But Rebecca's was an ethereal spirit eternal. Thinking of her he could believe himself young and comely again and loving forever in another sphere. This was the being whom he would eternally adore, whether he or she were the first to quit the earth.

Here lay the consolation. Césarine, like all evil, was transient; Rebecca, like all good, everlasting.

"Let her come," said he at last, lifting his head slowly and no longer troubled. "She need not fear. I shall bear in mind the Oriental proverb Daniels quoted: 'Do not beat a woman, even with roses!'"

Hardly were the words formed in his mind than his wife appeared as though by that mind reading, frequent in married couples—she had waited for this assurance of her personal safety to be mentally formed.

In the short time given her toilet, she had performed wonders. Perhaps, with a surprising effort of her will, she had snatched some rest, for her eyes wore the fresh, pellucid gleam after prolonged slumber. Her cheeks were smooth and by artifice, seemed to wear the virginal down. Easy and graceful as ever, she affected a slight constraint, which agreed with a pretence of avoiding his glances.

"You must be astonished to see me!" she exclaimed, for he did not say a word of greeting.

No man could have looked less astonished, and, with the greatest evenness of tone, he answered:

"You ought to know that nothing you do astonishes me."

"But I remember—I wrote you a long letter explaining my absence and the necessity of my sudden departure—the despatch from my poor uncle's secretary—I ordered it to be given you—it explained my sudden departure—"

"Hedwig gave me the paper," he said shortly.

"But my letter, saying I had nursed him to convalescence and had fallen ill myself?
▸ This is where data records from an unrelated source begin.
use axum::{
    extract::{Path, Query, State},
    http::StatusCode,
    response::{IntoResponse, Json},
    routing::get,
    Router,
};
use uuid::Uuid;

use super::common::{created, ListParams};
use crate::{
    errors::ServiceError,
    services::{
        processings::{ProcessingForm, ProcessingInput, ProcessingView},
        Page,
    },
    ApiResponse, ApiResult, AppState,
};

/// Build the production order processings Router scoped under `/api/v1/production-order-processings`.
pub fn processing_routes() -> Router<AppState> {
    Router::new()
        .route("/", get(list_processings).post(create_processing))
        .route("/create", get(create_processing_form))
        .route(
            "/:id",
            get(get_processing).put(update_processing).delete(delete_processing),
        )
        .route("/:id/edit", get(edit_processing_form))
}

#[utoipa::path(
    get,
    path = "/api/v1/production-order-processings",
    params(ListParams),
    responses(
        (status = 200, description = "Processings page", body = ApiResponse<Page<ProcessingView>>),
        (status = 400, description = "Invalid sort or paging", body = crate::errors::ErrorResponse)
    ),
    tag = "Production order processings"
)]
pub async fn list_processings(
    State(state): State<AppState>,
    Query(params): Query<ListParams>,
) -> ApiResult<Page<ProcessingView>> {
    let query = params.to_query(&state.config)?;
    let page = state.services.processings.list(&query).await?;
    Ok(Json(ApiResponse::success(page)))
}

#[utoipa::path(
    get,
    path = "/api/v1/production-order-processings/create",
    responses((status = 200, description = "Form options for a new processing", body = ApiResponse<ProcessingForm>)),
    tag = "Production order processings"
)]
pub async fn create_processing_form(State(state): State<AppState>) -> ApiResult<ProcessingForm> {
    let form = state.services.processings.form(None).await?;
    Ok(Json(ApiResponse::success(form)))
}

/// Records work on an order. The order's worked quantity grows by the recorded quantity.
#[utoipa::path(
    post,
    path = "/api/v1/production-order-processings",
    request_body = ProcessingInput,
    responses(
        (status = 201, description = "Processing created", body = ApiResponse<ProcessingView>),
        (status = 422, description = "Field errors", body = crate::errors::ErrorResponse)
    ),
    tag = "Production order processings"
)]
pub async fn create_processing(
    State(state): State<AppState>,
    Json(input): Json<ProcessingInput>,
) -> Result<impl IntoResponse, ServiceError> {
    let record = state.services.processings.create(input).await?;
    Ok(created(record))
}

#[utoipa::path(
    get,
    path = "/api/v1/production-order-processings/{id}/edit",
    params(("id" = Uuid, Path, description = "Processing uuid")),
    responses(
        (status = 200, description = "Processing with form options", body = ApiResponse<ProcessingForm>),
        (status = 404, description = "Processing not found", body = crate::errors::ErrorResponse)
    ),
    tag = "Production order processings"
)]
pub async fn edit_processing_form(
    State(state): State<AppState>,
    Path(id): Path<Uuid>,
) -> ApiResult<ProcessingForm> {
    let form = state.services.processings.form(Some(id)).await?;
    Ok(Json(ApiResponse::success(form)))
}

#[utoipa::path(
    put,
    path = "/api/v1/production-order-processings/{id}",
    params(("id" = Uuid, Path, description = "Processing uuid")),
    request_body = ProcessingInput,
    responses(
        (status = 200, description = "Processing updated", body = ApiResponse<ProcessingView>),
        (status = 404, description = "Processing not found", body = crate::errors::ErrorResponse),
        (status = 422, description = "Field errors", body = crate::errors::ErrorResponse)
    ),
    tag = "Production order processings"
)]
pub async fn update_processing(
    State(state): State<AppState>,
    Path(id): Path<Uuid>,
    Json(input): Json<ProcessingInput>,
) -> ApiResult<ProcessingView> {
    let record = state.services.processings.update(id, input).await?;
    Ok(Json(ApiResponse::success(record)))
}

#[utoipa::path(
    get,
    path = "/api/v1/production-order-processings/{id}",
    params(("id" = Uuid, Path, description = "Processing uuid")),
    responses(
        (status = 200, description = "Processing details", body = ApiResponse<ProcessingView>),
        (status = 404, description = "Processing not found", body = crate::errors::ErrorResponse)
    ),
    tag = "Production order processings"
)]
pub async fn get_processing(
    State(state): State<AppState>,
    Path(id): Path<Uuid>,
) -> ApiResult<ProcessingView> {
    let record = state.services.processings.get(id).await?;
    Ok(Json(ApiResponse::success(record)))
}

/// Removes the record and takes its quantity back off the order.
#[utoipa::path(
    delete,
    path = "/api/v1/production-order-processings/{id}",
    params(("id" = Uuid, Path, description = "Processing uuid")),
    responses(
        (status = 204, description = "Processing deleted"),
        (status = 404, description = "Processing not found", body = crate::errors::ErrorResponse)
    ),
    tag = "Production order processings"
)]
pub async fn delete_processing(
    State(state): State<AppState>,
    Path(id): Path<Uuid>,
) -> Result<StatusCode, ServiceError> {
    state.services.processings.delete(id).await?;
    Ok(StatusCode::NO_CONTENT)
}
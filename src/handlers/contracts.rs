use axum::{
    extract::{Path, Query, State},
    http::StatusCode,
    response::{IntoResponse, Json},
    routing::get,
    Router,
};
use uuid::Uuid;

use super::common::{created, ListParams};
use crate::{
    errors::ServiceError,
    services::{
        contracts::{ContractForm, ContractInput, ContractView},
        Page,
    },
    ApiResponse, ApiResult, AppState,
};

/// Build the contracts Router scoped under `/api/v1/contracts`.
pub fn contract_routes() -> Router<AppState> {
    Router::new()
        .route("/", get(list_contracts).post(create_contract))
        .route("/create", get(create_contract_form))
        .route(
            "/:id",
            get(get_contract).put(update_contract).delete(delete_contract),
        )
        .route("/:id/edit", get(edit_contract_form))
}

#[utoipa::path(
    get,
    path = "/api/v1/contracts",
    params(ListParams),
    responses(
        (status = 200, description = "Contracts page", body = ApiResponse<Page<ContractView>>),
        (status = 400, description = "Invalid sort or paging", body = crate::errors::ErrorResponse)
    ),
    tag = "Contracts"
)]
pub async fn list_contracts(
    State(state): State<AppState>,
    Query(params): Query<ListParams>,
) -> ApiResult<Page<ContractView>> {
    let query = params.to_query(&state.config)?;
    let page = state.services.contracts.list(&query).await?;
    Ok(Json(ApiResponse::success(page)))
}

#[utoipa::path(
    get,
    path = "/api/v1/contracts/create",
    responses((status = 200, description = "Form options for a new contract", body = ApiResponse<ContractForm>)),
    tag = "Contracts"
)]
pub async fn create_contract_form(State(state): State<AppState>) -> ApiResult<ContractForm> {
    let form = state.services.contracts.form(None).await?;
    Ok(Json(ApiResponse::success(form)))
}

#[utoipa::path(
    post,
    path = "/api/v1/contracts",
    request_body = ContractInput,
    responses(
        (status = 201, description = "Contract created", body = ApiResponse<ContractView>),
        (status = 422, description = "Field errors", body = crate::errors::ErrorResponse)
    ),
    tag = "Contracts"
)]
pub async fn create_contract(
    State(state): State<AppState>,
    Json(input): Json<ContractInput>,
) -> Result<impl IntoResponse, ServiceError> {
    let record = state.services.contracts.create(input).await?;
    Ok(created(record))
}

#[utoipa::path(
    get,
    path = "/api/v1/contracts/{id}/edit",
    params(("id" = Uuid, Path, description = "Contract uuid")),
    responses(
        (status = 200, description = "Contract with form options", body = ApiResponse<ContractForm>),
        (status = 404, description = "Contract not found", body = crate::errors::ErrorResponse)
    ),
    tag = "Contracts"
)]
pub async fn edit_contract_form(
    State(state): State<AppState>,
    Path(id): Path<Uuid>,
) -> ApiResult<ContractForm> {
    let form = state.services.contracts.form(Some(id)).await?;
    Ok(Json(ApiResponse::success(form)))
}

#[utoipa::path(
    put,
    path = "/api/v1/contracts/{id}",
    params(("id" = Uuid, Path, description = "Contract uuid")),
    request_body = ContractInput,
    responses(
        (status = 200, description = "Contract updated", body = ApiResponse<ContractView>),
        (status = 404, description = "Contract not found", body = crate::errors::ErrorResponse),
        (status = 422, description = "Field errors", body = crate::errors::ErrorResponse)
    ),
    tag = "Contracts"
)]
pub async fn update_contract(
    State(state): State<AppState>,
    Path(id): Path<Uuid>,
    Json(input): Json<ContractInput>,
) -> ApiResult<ContractView> {
    let record = state.services.contracts.update(id, input).await?;
    Ok(Json(ApiResponse::success(record)))
}

#[utoipa::path(
    get,
    path = "/api/v1/contracts/{id}",
    params(("id" = Uuid, Path, description = "Contract uuid")),
    responses(
        (status = 200, description = "Contract details", body = ApiResponse<ContractView>),
        (status = 404, description = "Contract not found", body = crate::errors::ErrorResponse)
    ),
    tag = "Contracts"
)]
pub async fn get_contract(
    State(state): State<AppState>,
    Path(id): Path<Uuid>,
) -> ApiResult<ContractView> {
    let record = state.services.contracts.get(id).await?;
    Ok(Json(ApiResponse::success(record)))
}

#[utoipa::path(
    delete,
    path = "/api/v1/contracts/{id}",
    params(("id" = Uuid, Path, description = "Contract uuid")),
    responses(
        (status = 204, description = "Contract deleted"),
        (status = 404, description = "Contract not found", body = crate::errors::ErrorResponse)
    ),
    tag = "Contracts"
)]
pub async fn delete_contract(
    State(state): State<AppState>,
    Path(id): Path<Uuid>,
) -> Result<StatusCode, ServiceError> {
    state.services.contracts.delete(id).await?;
    Ok(StatusCode::NO_CONTENT)
}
You had time to reply but you did not do so."

"I received no letter," he said, like a speaking machine.

"Dear, dear, how could that be!" she muttered, tapping her foot on the head of the tiger-skin rug.

"Perhaps it arises from your never writing me any," he said, but without bitterness.

"Oh, I could swear—"

"It is of no consequence either way."

"Since you did not reply, I came to you although it was at a great risk. I would not tell you that I was leaving a sickroom for fear it would fill you with too great pain or too great hope."

"How witty you are!"

"Would you not be happy if I died?"

"If you were in a dying state, somebody might have written for you—Madame Lesperon or your uncle," speaking as if the persons were fabulous creatures.

"Oh, my granduncle is well known at the Russian Embassy, and Madame and M. Lesperon remember your lamented father distinctly."

He bit his lip as if he detested hearing his father spoken of by her.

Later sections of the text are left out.